**Records to process**
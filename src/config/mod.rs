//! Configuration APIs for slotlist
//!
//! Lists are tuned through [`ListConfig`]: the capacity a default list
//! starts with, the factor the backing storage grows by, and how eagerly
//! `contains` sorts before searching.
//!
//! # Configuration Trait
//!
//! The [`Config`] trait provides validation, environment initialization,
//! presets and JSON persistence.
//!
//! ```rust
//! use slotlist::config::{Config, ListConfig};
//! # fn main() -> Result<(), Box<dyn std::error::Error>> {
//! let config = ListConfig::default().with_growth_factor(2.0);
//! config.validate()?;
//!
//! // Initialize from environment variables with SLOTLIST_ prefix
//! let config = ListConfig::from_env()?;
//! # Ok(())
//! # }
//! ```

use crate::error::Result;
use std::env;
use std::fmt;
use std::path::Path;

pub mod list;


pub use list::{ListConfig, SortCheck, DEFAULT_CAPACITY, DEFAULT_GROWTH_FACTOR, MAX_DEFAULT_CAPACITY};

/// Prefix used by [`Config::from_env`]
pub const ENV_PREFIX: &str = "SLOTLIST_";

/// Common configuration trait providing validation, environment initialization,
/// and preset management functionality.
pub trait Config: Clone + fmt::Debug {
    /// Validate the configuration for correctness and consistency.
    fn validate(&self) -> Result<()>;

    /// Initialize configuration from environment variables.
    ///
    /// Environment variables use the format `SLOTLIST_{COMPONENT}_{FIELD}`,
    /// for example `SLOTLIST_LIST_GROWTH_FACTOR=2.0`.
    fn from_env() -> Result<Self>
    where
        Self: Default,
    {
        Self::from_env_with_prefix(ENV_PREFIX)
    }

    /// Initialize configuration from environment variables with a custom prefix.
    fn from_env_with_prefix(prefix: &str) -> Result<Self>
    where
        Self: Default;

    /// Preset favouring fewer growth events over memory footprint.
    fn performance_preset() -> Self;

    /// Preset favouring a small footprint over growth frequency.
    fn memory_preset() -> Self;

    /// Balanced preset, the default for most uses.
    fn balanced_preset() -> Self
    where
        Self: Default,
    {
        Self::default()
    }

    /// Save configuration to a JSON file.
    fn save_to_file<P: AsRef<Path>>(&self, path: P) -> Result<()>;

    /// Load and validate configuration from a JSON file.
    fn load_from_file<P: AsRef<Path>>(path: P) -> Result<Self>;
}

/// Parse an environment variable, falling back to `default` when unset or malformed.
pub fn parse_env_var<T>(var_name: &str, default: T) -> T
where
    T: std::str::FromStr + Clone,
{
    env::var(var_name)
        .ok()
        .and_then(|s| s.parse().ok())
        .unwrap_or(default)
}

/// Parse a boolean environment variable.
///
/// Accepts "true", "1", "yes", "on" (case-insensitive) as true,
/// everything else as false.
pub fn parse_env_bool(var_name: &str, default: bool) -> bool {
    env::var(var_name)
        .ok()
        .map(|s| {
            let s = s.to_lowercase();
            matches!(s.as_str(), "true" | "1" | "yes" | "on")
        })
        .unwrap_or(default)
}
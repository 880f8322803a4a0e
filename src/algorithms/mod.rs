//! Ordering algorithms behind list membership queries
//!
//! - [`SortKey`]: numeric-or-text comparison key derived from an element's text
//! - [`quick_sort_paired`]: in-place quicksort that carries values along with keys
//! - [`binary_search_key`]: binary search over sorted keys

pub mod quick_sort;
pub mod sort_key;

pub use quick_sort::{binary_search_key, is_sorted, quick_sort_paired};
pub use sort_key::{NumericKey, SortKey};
...
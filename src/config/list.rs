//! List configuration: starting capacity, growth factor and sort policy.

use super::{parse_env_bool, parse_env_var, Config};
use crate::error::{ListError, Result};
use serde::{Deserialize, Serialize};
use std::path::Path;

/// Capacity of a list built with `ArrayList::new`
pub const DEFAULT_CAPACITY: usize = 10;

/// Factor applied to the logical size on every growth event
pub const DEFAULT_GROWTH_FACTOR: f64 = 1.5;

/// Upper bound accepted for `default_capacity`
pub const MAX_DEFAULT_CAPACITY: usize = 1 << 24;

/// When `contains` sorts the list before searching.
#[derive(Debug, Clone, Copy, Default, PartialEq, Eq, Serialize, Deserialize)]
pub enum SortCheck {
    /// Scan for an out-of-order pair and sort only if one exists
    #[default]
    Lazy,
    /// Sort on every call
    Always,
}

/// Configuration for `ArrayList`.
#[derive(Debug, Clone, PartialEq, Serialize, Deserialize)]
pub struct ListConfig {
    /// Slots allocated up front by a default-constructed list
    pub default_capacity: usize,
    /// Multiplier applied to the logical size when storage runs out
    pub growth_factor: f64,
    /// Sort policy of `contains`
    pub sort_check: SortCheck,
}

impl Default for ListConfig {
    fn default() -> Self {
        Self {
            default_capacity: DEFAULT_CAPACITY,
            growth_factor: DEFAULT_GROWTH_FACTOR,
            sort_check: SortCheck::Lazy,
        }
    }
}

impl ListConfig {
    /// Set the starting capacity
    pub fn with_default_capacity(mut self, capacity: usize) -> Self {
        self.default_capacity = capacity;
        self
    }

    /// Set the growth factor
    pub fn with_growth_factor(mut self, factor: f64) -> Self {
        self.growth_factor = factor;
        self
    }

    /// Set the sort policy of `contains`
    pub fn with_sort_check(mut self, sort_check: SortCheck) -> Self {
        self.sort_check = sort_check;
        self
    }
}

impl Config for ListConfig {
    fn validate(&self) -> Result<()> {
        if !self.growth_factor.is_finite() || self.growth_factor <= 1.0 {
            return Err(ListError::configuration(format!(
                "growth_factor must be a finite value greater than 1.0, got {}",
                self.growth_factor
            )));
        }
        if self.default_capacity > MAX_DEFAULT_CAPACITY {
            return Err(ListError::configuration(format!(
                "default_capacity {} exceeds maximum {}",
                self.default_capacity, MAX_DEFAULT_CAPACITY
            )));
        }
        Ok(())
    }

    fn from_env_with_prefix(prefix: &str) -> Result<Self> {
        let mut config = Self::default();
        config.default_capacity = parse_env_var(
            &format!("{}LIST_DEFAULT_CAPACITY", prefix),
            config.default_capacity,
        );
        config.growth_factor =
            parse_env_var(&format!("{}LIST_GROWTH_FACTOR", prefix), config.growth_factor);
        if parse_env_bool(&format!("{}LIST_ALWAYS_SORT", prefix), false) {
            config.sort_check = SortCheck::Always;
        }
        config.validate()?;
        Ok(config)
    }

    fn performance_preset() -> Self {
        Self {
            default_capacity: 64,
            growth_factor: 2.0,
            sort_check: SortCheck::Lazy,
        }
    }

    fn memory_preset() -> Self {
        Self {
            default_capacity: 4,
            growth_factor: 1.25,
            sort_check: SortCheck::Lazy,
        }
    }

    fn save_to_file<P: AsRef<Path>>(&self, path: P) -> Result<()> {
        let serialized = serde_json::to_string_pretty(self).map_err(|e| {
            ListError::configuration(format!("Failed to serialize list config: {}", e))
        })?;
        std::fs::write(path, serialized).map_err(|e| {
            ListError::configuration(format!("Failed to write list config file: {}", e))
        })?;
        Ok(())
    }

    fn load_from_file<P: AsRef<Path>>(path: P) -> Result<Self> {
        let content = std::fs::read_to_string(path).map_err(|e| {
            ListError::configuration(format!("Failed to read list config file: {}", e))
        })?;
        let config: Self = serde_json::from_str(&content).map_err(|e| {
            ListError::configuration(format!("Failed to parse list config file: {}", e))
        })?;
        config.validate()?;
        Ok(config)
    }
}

**Work required**
Please find every line in the records above that holds the word "content" and copy it.

**Problem solution**
        let content = std::fs::read_to_string(path).map_err(|e| {
        let config: Self = serde_json::from_str(&content).map_err(|e| {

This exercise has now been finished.